_Problem to solve_: Set the data down again, word for word, as it appears below.

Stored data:

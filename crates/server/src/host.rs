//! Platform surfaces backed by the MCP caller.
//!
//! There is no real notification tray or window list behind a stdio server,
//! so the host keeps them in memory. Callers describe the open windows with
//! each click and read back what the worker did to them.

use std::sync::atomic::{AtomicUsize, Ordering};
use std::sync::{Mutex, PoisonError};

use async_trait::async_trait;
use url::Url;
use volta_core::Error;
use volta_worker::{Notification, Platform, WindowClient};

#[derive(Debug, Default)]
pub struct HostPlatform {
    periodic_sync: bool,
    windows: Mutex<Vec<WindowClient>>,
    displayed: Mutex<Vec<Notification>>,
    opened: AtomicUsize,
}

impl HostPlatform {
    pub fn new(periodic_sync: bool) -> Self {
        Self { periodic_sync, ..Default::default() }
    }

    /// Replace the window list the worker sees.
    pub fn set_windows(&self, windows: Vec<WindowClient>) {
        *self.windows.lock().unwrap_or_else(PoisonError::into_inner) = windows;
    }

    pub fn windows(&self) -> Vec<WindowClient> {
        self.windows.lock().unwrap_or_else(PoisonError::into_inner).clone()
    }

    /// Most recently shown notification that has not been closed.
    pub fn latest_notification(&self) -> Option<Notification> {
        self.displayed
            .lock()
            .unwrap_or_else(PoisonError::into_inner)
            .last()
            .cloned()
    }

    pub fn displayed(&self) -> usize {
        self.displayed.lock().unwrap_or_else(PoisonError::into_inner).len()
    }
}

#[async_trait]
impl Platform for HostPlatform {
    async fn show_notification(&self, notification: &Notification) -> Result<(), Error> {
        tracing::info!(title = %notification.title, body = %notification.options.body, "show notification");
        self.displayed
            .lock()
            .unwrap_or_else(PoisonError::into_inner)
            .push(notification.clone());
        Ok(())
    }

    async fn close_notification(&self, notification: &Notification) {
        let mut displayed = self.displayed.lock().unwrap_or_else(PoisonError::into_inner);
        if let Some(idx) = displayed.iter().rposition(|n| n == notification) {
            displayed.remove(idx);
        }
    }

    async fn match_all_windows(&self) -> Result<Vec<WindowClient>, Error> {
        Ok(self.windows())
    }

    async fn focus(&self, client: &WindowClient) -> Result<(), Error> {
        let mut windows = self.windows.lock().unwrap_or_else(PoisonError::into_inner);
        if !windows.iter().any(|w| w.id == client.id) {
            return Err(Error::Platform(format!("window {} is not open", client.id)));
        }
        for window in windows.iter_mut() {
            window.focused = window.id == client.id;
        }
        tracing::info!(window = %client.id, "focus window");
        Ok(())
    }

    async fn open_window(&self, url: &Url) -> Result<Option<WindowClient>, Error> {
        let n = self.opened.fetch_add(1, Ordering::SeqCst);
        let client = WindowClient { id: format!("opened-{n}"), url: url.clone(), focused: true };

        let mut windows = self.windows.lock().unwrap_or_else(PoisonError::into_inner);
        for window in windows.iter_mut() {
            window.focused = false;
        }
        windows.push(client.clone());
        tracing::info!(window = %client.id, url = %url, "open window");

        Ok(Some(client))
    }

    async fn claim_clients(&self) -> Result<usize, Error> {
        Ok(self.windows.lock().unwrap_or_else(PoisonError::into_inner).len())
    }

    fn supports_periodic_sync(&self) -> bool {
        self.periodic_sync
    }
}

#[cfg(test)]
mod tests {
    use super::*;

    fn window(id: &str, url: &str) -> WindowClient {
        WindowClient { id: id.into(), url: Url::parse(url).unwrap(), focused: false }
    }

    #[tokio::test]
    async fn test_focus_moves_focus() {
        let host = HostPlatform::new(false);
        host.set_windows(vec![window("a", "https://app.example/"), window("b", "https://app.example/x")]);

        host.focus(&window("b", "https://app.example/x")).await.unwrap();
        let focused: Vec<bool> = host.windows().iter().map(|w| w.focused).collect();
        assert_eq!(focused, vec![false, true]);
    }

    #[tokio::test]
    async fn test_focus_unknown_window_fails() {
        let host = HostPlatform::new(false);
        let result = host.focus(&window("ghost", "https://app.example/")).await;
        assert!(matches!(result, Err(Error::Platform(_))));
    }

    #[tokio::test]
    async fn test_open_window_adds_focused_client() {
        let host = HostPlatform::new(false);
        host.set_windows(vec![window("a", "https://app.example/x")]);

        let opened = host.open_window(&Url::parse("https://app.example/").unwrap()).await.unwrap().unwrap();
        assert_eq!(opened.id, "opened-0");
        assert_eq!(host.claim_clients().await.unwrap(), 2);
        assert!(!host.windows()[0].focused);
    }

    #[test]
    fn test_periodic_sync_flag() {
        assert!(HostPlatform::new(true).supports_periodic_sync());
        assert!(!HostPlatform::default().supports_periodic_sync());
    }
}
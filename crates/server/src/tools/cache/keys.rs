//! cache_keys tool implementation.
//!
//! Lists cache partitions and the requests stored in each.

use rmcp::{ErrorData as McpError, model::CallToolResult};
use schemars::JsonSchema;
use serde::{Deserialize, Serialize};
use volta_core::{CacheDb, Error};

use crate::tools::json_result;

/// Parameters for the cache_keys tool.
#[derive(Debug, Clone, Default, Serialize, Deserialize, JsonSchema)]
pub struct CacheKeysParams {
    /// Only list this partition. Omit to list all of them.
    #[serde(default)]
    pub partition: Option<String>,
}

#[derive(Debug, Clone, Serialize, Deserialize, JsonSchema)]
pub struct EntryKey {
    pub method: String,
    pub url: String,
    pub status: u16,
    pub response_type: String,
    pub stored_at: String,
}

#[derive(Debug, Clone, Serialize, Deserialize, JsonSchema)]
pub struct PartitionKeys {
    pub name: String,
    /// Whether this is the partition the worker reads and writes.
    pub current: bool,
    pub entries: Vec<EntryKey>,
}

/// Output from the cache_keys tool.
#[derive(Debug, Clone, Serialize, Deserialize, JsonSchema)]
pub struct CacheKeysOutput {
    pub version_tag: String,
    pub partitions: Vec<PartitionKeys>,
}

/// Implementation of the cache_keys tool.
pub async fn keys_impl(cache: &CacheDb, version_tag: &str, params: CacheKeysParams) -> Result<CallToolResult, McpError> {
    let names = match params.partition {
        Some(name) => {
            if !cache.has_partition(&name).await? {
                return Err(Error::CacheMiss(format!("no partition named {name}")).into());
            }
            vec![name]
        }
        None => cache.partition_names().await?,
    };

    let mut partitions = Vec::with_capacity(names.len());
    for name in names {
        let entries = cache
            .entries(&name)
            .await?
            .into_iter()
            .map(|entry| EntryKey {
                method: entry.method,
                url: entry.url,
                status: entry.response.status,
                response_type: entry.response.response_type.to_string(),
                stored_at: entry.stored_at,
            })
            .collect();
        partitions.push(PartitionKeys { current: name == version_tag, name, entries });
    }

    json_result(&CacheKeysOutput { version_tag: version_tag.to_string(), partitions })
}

_Solved problem_:
filename crates/server/src/host.rs
//! Platform surfaces backed by the MCP caller.
//!
//! There is no real notification tray or window list behind a stdio server,
//! so the host keeps them in memory. Callers describe the open windows with
//! each click and read back what the worker did to them.

use std::sync::atomic::{AtomicUsize, Ordering};
use std::sync::{Mutex, PoisonError};

use async_trait::async_trait;
use url::Url;
use volta_core::Error;
use volta_worker::{Notification, Platform, WindowClient};

#[derive(Debug, Default)]
pub struct HostPlatform {
    periodic_sync: bool,
    windows: Mutex<Vec<WindowClient>>,
    displayed: Mutex<Vec<Notification>>,
    opened: AtomicUsize,
}

impl HostPlatform {
    pub fn new(periodic_sync: bool) -> Self {
        Self { periodic_sync, ..Default::default() }
    }

    /// Replace the window list the worker sees.
    pub fn set_windows(&self, windows: Vec<WindowClient>) {
        *self.windows.lock().unwrap_or_else(PoisonError::into_inner) = windows;
    }

    pub fn windows(&self) -> Vec<WindowClient> {
        self.windows.lock().unwrap_or_else(PoisonError::into_inner).clone()
    }

    /// Most recently shown notification that has not been closed.
    pub fn latest_notification(&self) -> Option<Notification> {
        self.displayed
            .lock()
            .unwrap_or_else(PoisonError::into_inner)
            .last()
            .cloned()
    }

    pub fn displayed(&self) -> usize {
        self.displayed.lock().unwrap_or_else(PoisonError::into_inner).len()
    }
}

#[async_trait]
impl Platform for HostPlatform {
    async fn show_notification(&self, notification: &Notification) -> Result<(), Error> {
        tracing::info!(title = %notification.title, body = %notification.options.body, "show notification");
        self.displayed
            .lock()
            .unwrap_or_else(PoisonError::into_inner)
            .push(notification.clone());
        Ok(())
    }

    async fn close_notification(&self, notification: &Notification) {
        let mut displayed = self.displayed.lock().unwrap_or_else(PoisonError::into_inner);
        if let Some(idx) = displayed.iter().rposition(|n| n == notification) {
            displayed.remove(idx);
        }
    }

    async fn match_all_windows(&self) -> Result<Vec<WindowClient>, Error> {
        Ok(self.windows())
    }

    async fn focus(&self, client: &WindowClient) -> Result<(), Error> {
        let mut windows = self.windows.lock().unwrap_or_else(PoisonError::into_inner);
        if !windows.iter().any(|w| w.id == client.id) {
            return Err(Error::Platform(format!("window {} is not open", client.id)));
        }
        for window in windows.iter_mut() {
            window.focused = window.id == client.id;
        }
        tracing::info!(window = %client.id, "focus window");
        Ok(())
    }

    async fn open_window(&self, url: &Url) -> Result<Option<WindowClient>, Error> {
        let n = self.opened.fetch_add(1, Ordering::SeqCst);
        let client = WindowClient { id: format!("opened-{n}"), url: url.clone(), focused: true };

        let mut windows = self.windows.lock().unwrap_or_else(PoisonError::into_inner);
        for window in windows.iter_mut() {
            window.focused = false;
        }
        windows.push(client.clone());
        tracing::info!(window = %client.id, url = %url, "open window");

        Ok(Some(client))
    }

    async fn claim_clients(&self) -> Result<usize, Error> {
        Ok(self.windows.lock().unwrap_or_else(PoisonError::into_inner).len())
    }

    fn supports_periodic_sync(&self) -> bool {
        self.periodic_sync
    }
}

#[cfg(test)]
mod tests {
    use super::*;

    fn window(id: &str, url: &str) -> WindowClient {
        WindowClient { id: id.into(), url: Url::parse(url).unwrap(), focused: false }
    }

    #[tokio::test]
    async fn test_focus_moves_focus() {
        let host = HostPlatform::new(false);
        host.set_windows(vec![window("a", "https://app.example/"), window("b", "https://app.example/x")]);

        host.focus(&window("b", "https://app.example/x")).await.unwrap();
        let focused: Vec<bool> = host.windows().iter().map(|w| w.focused).collect();
        assert_eq!(focused, vec![false, true]);
    }

    #[tokio::test]
    async fn test_focus_unknown_window_fails() {
        let host = HostPlatform::new(false);
        let result = host.focus(&window("ghost", "https://app.example/")).await;
        assert!(matches!(result, Err(Error::Platform(_))));
    }

    #[tokio::test]
    async fn test_open_window_adds_focused_client() {
        let host = HostPlatform::new(false);
        host.set_windows(vec![window("a", "https://app.example/x")]);

        let opened = host.open_window(&Url::parse("https://app.example/").unwrap()).await.unwrap().unwrap();
        assert_eq!(opened.id, "opened-0");
        assert_eq!(host.claim_clients().await.unwrap(), 2);
        assert!(!host.windows()[0].focused);
    }

    #[test]
    fn test_periodic_sync_flag() {
        assert!(HostPlatform::new(true).supports_periodic_sync());
        assert!(!HostPlatform::default().supports_periodic_sync());
    }
}
filename crates/server/src/tools/cache/keys.rs
//! cache_keys tool implementation.
//!
//! Lists cache partitions and the requests stored in each.

use rmcp::{ErrorData as McpError, model::CallToolResult};
use schemars::JsonSchema;
use serde::{Deserialize, Serialize};
use volta_core::{CacheDb, Error};

use crate::tools::json_result;

/// Parameters for the cache_keys tool.
#[derive(Debug, Clone, Default, Serialize, Deserialize, JsonSchema)]
pub struct CacheKeysParams {
    /// Only list this partition. Omit to list all of them.
    #[serde(default)]
    pub partition: Option<String>,
}

#[derive(Debug, Clone, Serialize, Deserialize, JsonSchema)]
pub struct EntryKey {
    pub method: String,
    pub url: String,
    pub status: u16,
    pub response_type: String,
    pub stored_at: String,
}

#[derive(Debug, Clone, Serialize, Deserialize, JsonSchema)]
pub struct PartitionKeys {
    pub name: String,
    /// Whether this is the partition the worker reads and writes.
    pub current: bool,
    pub entries: Vec<EntryKey>,
}

/// Output from the cache_keys tool.
#[derive(Debug, Clone, Serialize, Deserialize, JsonSchema)]
pub struct CacheKeysOutput {
    pub version_tag: String,
    pub partitions: Vec<PartitionKeys>,
}

/// Implementation of the cache_keys tool.
pub async fn keys_impl(cache: &CacheDb, version_tag: &str, params: CacheKeysParams) -> Result<CallToolResult, McpError> {
    let names = match params.partition {
        Some(name) => {
            if !cache.has_partition(&name).await? {
                return Err(Error::CacheMiss(format!("no partition named {name}")).into());
            }
            vec![name]
        }
        None => cache.partition_names().await?,
    };

    let mut partitions = Vec::with_capacity(names.len());
    for name in names {
        let entries = cache
            .entries(&name)
            .await?
            .into_iter()
            .map(|entry| EntryKey {
                method: entry.method,
                url: entry.url,
                status: entry.response.status,
                response_type: entry.response.response_type.to_string(),
                stored_at: entry.stored_at,
            })
            .collect();
        partitions.push(PartitionKeys { current: name == version_tag, name, entries });
    }

    json_result(&CacheKeysOutput { version_tag: version_tag.to_string(), partitions })
}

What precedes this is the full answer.